Typography Q: phi (golden ratio)

In mathematics, the golden ratio, equal to (1 + sqr(5))/2, or about 1.618, is represented by the greek letter phi. I need to include this in a (non-technical) bit of text. My question: which form of the letter is the correct one to use? I know it should be the lower-case phi, but there are two forms of this: I don’t know if they will appear correctly in your browser, but they are shown at the beginning of the Wikipedia article:

The form used in Greek writing has an open left-hand side to the bowl, and the vertical stroke doesn’t project above the bowl; the “math symbol” variant looks like an o with a vertical line through it. The terminology there suggests I should use the “math symbol” form, but the Wiki page for the golden ratio uses an even more extreme “open” form of the letter.

Mathematicians and typographers, your thoughts please?

(Incidentally, every single time I try to type “ratio”, my fingers turn it into “ration”. Does this happen to anyone else?)

I’ve seen both forms of the Greek character in mathematical contexts, but can only remember ever seeing the second case (ϕ) when referring to the Golden Ratio.

I won’t say it’s a firm rule, but I’m confident saying it’s the most common case.
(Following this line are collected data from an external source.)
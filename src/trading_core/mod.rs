//! Trading Core - order-flow aggregation and trade-lifecycle decisions
//!
//! - Trade side inference and footprint aggregation
//! - ATR, volume profile and auction regime
//! - Higher-timeframe bias, order book and pressure analysis
//! - Signal detection, stop/target logic and entry guards
//! - The per-symbol decision engine tying them together

pub mod inference;
pub mod footprint;
pub mod atr;
pub mod volume_profile;
pub mod timeframe;
pub mod orderbook;
pub mod pressure;
pub mod signals;
pub mod stops;
pub mod guards;
pub mod trades;
pub mod engine;

// Re-export commonly used types
pub use engine::DecisionEngine;
pub use footprint::{FootprintBar, FootprintBuilder};
pub use trades::{EntryKind, ExitReason, StructureLevel, Trade, TradeStatus};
I’ve known the number theoretic and alleged esthetic properties of the golden ratio for decades, but it is only recently that I’ve heard it called \phi. It is not standard in mathematics, not like \pi. That said, I don’t think there is the slightest reason to use one form or the other.

It’s been \phi for as long as I can remember, and LaTeX renders that as an italic version of the math symbol.
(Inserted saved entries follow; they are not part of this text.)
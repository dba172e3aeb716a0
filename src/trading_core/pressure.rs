//! Pressure Tracker
//!
//! Rolling window of book total buy/sell quantity readings per symbol.
//! Repeated identical totals are skipped so a quiet book does not dilute
//! the window.

use std::collections::{HashMap, VecDeque};

use crate::config::PressureConfig;
use crate::types::Side;

#[derive(Debug, Clone, Copy, PartialEq)]
struct Reading {
    tbq: i64,
    tsq: i64,
}

fn ratio(first: &Reading, last: &Reading) -> f64 {
    let db = last.tbq - first.tbq;
    let ds = last.tsq - first.tsq;
    let total = db.abs() + ds.abs();
    if total == 0 {
        return 0.0;
    }
    (db - ds) as f64 / total as f64
}

pub struct PressureTracker {
    config: PressureConfig,
    history: HashMap<String, VecDeque<Reading>>,
}

impl PressureTracker {
    pub fn new(config: PressureConfig) -> Self {
        Self {
            config,
            history: HashMap::new(),
        }
    }

    pub fn update(&mut self, symbol: &str, tbq: u64, tsq: u64) {
        let cap = self.config.window.max(2);
        let history = self.history.entry(symbol.to_string()).or_default();
        let (tbq, tsq) = (tbq as i64, tsq as i64);
        if history.back().is_some_and(|r| r.tbq == tbq && r.tsq == tsq) {
            return;
        }
        history.push_back(Reading { tbq, tsq });
        while history.len() > cap {
            history.pop_front();
        }
    }

    pub fn len(&self, symbol: &str) -> usize {
        self.history.get(symbol).map(|h| h.len()).unwrap_or(0)
    }

    /// (Δbuy - Δsell) / (|Δbuy| + |Δsell|) across the window, in [-1, 1]
    pub fn pressure_ratio(&self, symbol: &str) -> f64 {
        match self.history.get(symbol) {
            Some(h) if h.len() >= 2 => match (h.front(), h.back()) {
                (Some(first), Some(last)) => ratio(first, last),
                _ => 0.0,
            },
            _ => 0.0,
        }
    }

    pub fn is_trending(&self, symbol: &str) -> bool {
        self.pressure_ratio(symbol).abs() > self.config.trend_threshold
    }

    /// Pressure still leaning in the position's favour
    pub fn pressure_supports(&self, symbol: &str, side: Side) -> bool {
        let r = self.pressure_ratio(symbol);
        match side {
            Side::Long => r > self.config.support_threshold,
            Side::Short => r < -self.config.support_threshold,
        }
    }

    /// Over the last `exhaustion_ticks` readings the opposing side added at
    /// least `exhaustion_factor` times the supporting side's quantity
    pub fn check_exhaustion_aggression(&self, symbol: &str, side: Side) -> bool {
        let n = self.config.exhaustion_ticks.max(2);
        let Some(h) = self.history.get(symbol) else {
            return false;
        };
        if h.len() < n {
            return false;
        }
        let first = &h[h.len() - n];
        let last = &h[h.len() - 1];
        let db = (last.tbq - first.tbq) as f64;
        let ds = (last.tsq - first.tsq) as f64;
        let factor = self.config.exhaustion_factor;
        match side {
            Side::Long => ds > 0.0 && ds >= db * factor,
            Side::Short => db > 0.0 && db >= ds * factor,
        }
    }

    pub fn reset(&mut self, symbol: &str) {
        self.history.remove(symbol);
    }
}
Not with ratio, thought it does happen with other words.

according to the wiki rabbit trail, Mark Barr suggested using the Phi=Golden Ratio symbol in 1909.

btw thanks for this post, you just help me solve a weeks-long logo design issue. EUREKA!

Every single time, and I’m a mathematician. But not one who uses “ratio” much in his own work.

Regarding the golden ratio (typed carefully, there), I’ve certainly seen it denoted by a lower case phi, but I can’t say I’ve noticed which variant. I will say that, when used in math articles for whatever purpose, I almost always see the variant form φ (\varphi in TeX) used, at least in my field.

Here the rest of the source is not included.